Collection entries
......

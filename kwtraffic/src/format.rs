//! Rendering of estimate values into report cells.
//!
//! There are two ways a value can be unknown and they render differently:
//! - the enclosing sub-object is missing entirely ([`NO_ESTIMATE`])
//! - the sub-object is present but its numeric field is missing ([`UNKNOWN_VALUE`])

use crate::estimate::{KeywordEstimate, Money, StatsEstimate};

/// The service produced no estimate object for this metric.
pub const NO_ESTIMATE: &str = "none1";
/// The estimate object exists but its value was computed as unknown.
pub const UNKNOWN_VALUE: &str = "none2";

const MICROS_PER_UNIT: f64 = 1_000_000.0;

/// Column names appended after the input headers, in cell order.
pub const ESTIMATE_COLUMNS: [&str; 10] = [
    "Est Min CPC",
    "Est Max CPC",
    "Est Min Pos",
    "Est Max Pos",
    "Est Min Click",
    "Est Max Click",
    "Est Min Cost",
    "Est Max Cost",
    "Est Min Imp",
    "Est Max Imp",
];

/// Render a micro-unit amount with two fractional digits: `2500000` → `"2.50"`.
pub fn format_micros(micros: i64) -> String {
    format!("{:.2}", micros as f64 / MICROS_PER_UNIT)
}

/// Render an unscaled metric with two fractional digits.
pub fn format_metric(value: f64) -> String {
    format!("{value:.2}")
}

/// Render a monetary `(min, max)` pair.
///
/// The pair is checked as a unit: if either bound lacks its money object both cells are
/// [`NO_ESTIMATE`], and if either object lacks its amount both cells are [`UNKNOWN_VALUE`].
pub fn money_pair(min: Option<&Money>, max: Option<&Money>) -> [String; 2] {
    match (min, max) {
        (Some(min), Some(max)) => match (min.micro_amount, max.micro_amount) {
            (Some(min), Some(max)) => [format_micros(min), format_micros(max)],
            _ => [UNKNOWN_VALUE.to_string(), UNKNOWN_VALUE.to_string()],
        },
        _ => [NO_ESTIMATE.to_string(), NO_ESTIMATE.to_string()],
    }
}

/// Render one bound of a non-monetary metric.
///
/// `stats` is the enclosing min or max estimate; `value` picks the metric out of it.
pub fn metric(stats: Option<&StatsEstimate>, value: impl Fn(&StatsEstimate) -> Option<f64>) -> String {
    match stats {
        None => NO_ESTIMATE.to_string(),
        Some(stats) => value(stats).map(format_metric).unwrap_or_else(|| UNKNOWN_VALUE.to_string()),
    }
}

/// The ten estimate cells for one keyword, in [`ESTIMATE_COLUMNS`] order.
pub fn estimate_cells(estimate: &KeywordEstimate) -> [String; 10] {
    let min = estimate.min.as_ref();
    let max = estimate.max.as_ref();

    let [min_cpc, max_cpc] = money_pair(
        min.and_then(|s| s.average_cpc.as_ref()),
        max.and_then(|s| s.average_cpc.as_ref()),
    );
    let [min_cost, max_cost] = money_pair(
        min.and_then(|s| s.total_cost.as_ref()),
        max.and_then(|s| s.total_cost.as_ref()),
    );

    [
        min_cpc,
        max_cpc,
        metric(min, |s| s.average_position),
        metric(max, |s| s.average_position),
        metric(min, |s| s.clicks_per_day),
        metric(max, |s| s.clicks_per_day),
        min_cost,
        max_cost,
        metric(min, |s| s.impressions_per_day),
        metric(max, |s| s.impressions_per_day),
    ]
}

......

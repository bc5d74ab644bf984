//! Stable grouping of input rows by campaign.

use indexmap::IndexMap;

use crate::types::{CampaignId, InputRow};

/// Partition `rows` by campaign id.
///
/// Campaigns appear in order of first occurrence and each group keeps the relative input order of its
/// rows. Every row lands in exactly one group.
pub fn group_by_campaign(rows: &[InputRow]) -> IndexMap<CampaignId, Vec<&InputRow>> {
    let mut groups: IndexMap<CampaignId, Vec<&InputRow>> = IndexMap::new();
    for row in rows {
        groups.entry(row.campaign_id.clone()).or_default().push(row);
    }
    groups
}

......

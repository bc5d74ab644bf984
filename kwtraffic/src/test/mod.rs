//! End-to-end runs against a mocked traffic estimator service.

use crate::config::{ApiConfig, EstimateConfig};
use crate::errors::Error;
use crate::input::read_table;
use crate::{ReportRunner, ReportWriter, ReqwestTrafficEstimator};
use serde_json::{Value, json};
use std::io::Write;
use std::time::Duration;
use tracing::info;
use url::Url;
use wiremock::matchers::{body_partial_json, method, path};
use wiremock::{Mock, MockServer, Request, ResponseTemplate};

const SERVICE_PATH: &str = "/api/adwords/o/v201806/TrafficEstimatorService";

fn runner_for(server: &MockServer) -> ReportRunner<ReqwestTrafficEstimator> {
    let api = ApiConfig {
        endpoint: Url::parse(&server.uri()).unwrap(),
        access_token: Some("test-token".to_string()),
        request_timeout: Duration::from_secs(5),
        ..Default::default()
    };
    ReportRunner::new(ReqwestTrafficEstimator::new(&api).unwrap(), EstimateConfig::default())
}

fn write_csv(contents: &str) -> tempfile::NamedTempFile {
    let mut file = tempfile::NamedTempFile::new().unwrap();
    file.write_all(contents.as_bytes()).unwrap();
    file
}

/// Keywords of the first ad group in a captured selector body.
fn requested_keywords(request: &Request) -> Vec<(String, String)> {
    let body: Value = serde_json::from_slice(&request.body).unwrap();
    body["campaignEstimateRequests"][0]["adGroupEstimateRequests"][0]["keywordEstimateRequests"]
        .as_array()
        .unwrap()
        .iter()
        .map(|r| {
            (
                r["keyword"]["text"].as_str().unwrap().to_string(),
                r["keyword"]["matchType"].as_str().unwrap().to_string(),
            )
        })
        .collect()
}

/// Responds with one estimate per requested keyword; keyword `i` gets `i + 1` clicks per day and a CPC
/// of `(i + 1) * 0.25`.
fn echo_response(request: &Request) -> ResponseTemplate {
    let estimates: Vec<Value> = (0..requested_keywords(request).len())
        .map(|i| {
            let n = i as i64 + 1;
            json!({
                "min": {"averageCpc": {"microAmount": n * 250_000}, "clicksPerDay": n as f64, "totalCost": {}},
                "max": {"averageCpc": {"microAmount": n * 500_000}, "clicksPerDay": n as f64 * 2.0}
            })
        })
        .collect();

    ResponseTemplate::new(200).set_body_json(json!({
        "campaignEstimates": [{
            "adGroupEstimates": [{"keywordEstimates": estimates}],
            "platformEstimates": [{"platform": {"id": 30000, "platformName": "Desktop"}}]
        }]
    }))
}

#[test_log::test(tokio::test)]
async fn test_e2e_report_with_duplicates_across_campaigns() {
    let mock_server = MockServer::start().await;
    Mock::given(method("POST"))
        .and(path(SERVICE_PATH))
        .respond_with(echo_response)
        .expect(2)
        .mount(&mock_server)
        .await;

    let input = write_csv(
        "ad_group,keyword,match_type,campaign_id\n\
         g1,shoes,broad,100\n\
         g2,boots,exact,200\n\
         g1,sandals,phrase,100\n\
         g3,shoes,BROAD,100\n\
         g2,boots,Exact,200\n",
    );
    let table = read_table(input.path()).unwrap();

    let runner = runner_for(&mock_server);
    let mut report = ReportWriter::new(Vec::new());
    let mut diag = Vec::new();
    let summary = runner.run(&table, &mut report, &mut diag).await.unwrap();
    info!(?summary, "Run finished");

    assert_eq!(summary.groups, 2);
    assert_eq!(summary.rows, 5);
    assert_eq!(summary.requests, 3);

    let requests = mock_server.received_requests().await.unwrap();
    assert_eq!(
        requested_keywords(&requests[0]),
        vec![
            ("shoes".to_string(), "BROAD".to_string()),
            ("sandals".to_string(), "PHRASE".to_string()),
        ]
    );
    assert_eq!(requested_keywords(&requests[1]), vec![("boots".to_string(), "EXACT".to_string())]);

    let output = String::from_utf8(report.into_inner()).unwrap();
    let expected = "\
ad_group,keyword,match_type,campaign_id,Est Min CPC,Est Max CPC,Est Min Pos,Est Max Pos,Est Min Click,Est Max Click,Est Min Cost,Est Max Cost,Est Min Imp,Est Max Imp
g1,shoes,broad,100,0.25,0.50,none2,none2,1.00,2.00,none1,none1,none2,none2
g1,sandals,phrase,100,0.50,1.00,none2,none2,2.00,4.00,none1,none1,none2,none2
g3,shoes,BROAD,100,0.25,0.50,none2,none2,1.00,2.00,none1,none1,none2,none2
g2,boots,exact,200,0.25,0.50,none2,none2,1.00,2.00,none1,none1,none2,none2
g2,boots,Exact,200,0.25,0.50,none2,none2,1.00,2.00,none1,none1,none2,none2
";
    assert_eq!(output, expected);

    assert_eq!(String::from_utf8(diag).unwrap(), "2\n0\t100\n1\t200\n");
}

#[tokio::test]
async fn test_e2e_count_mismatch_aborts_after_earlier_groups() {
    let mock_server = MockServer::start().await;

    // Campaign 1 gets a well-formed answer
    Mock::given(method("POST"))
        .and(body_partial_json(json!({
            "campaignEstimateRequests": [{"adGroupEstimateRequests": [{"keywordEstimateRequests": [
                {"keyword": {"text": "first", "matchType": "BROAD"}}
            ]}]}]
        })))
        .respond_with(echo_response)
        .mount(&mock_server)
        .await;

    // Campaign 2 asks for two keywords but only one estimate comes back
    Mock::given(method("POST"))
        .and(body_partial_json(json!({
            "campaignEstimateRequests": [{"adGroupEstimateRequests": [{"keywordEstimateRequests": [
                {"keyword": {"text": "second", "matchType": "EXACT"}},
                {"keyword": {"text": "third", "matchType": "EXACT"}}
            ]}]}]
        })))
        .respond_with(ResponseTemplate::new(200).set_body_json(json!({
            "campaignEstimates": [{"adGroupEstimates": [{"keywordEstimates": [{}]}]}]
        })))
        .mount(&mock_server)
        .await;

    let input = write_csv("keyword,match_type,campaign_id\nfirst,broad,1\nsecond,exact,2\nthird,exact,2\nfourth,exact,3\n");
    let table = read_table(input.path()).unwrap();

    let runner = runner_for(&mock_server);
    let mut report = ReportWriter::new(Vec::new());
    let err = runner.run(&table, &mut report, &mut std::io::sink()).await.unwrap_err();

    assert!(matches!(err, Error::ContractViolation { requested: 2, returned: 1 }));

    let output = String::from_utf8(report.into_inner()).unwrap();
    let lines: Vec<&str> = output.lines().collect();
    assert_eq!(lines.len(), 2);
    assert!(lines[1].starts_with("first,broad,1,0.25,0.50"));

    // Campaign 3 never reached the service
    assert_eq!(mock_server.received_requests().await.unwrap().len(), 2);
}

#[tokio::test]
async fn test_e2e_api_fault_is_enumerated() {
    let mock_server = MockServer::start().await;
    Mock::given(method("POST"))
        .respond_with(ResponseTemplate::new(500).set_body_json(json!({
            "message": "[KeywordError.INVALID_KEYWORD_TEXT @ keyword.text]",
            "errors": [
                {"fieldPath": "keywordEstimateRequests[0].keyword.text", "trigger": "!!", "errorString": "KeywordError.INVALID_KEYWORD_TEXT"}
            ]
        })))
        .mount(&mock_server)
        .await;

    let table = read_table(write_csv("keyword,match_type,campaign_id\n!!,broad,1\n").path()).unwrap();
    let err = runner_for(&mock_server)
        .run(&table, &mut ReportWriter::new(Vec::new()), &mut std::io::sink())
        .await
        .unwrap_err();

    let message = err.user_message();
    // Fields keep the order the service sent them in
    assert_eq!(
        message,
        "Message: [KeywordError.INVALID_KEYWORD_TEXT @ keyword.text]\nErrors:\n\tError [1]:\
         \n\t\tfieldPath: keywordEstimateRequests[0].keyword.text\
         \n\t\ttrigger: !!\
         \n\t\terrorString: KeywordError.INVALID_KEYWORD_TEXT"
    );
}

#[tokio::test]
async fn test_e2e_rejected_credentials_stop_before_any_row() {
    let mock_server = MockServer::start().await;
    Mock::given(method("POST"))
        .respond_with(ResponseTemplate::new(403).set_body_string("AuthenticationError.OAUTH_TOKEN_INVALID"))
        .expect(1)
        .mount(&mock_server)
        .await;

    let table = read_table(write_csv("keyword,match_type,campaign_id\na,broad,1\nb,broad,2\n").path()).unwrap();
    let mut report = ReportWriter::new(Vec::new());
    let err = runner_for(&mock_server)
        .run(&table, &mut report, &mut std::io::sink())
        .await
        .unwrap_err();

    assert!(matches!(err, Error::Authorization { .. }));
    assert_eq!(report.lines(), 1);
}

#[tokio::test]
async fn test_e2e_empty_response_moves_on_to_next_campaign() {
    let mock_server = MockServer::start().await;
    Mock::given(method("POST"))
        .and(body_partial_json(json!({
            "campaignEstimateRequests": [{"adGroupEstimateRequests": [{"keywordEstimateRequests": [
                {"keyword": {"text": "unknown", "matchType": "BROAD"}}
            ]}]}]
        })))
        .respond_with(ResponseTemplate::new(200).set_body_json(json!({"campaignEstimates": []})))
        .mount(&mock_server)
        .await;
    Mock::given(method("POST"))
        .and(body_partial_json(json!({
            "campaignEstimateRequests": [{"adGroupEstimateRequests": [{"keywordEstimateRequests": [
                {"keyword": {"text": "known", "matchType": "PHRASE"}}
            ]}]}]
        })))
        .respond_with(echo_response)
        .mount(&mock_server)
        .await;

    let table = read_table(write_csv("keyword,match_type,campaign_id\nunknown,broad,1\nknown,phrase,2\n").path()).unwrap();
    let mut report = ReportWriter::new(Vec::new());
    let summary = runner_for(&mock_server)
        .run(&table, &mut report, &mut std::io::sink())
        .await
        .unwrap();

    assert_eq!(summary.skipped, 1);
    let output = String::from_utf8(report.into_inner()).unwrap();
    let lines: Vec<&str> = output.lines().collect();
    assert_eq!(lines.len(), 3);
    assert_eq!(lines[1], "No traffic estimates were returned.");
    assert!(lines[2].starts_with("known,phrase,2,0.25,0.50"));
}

......

Copy every line of the data above in which the string "ApiConfig" appears.

Answer section:
use crate::config::{ApiConfig, EstimateConfig};
    let api = ApiConfig {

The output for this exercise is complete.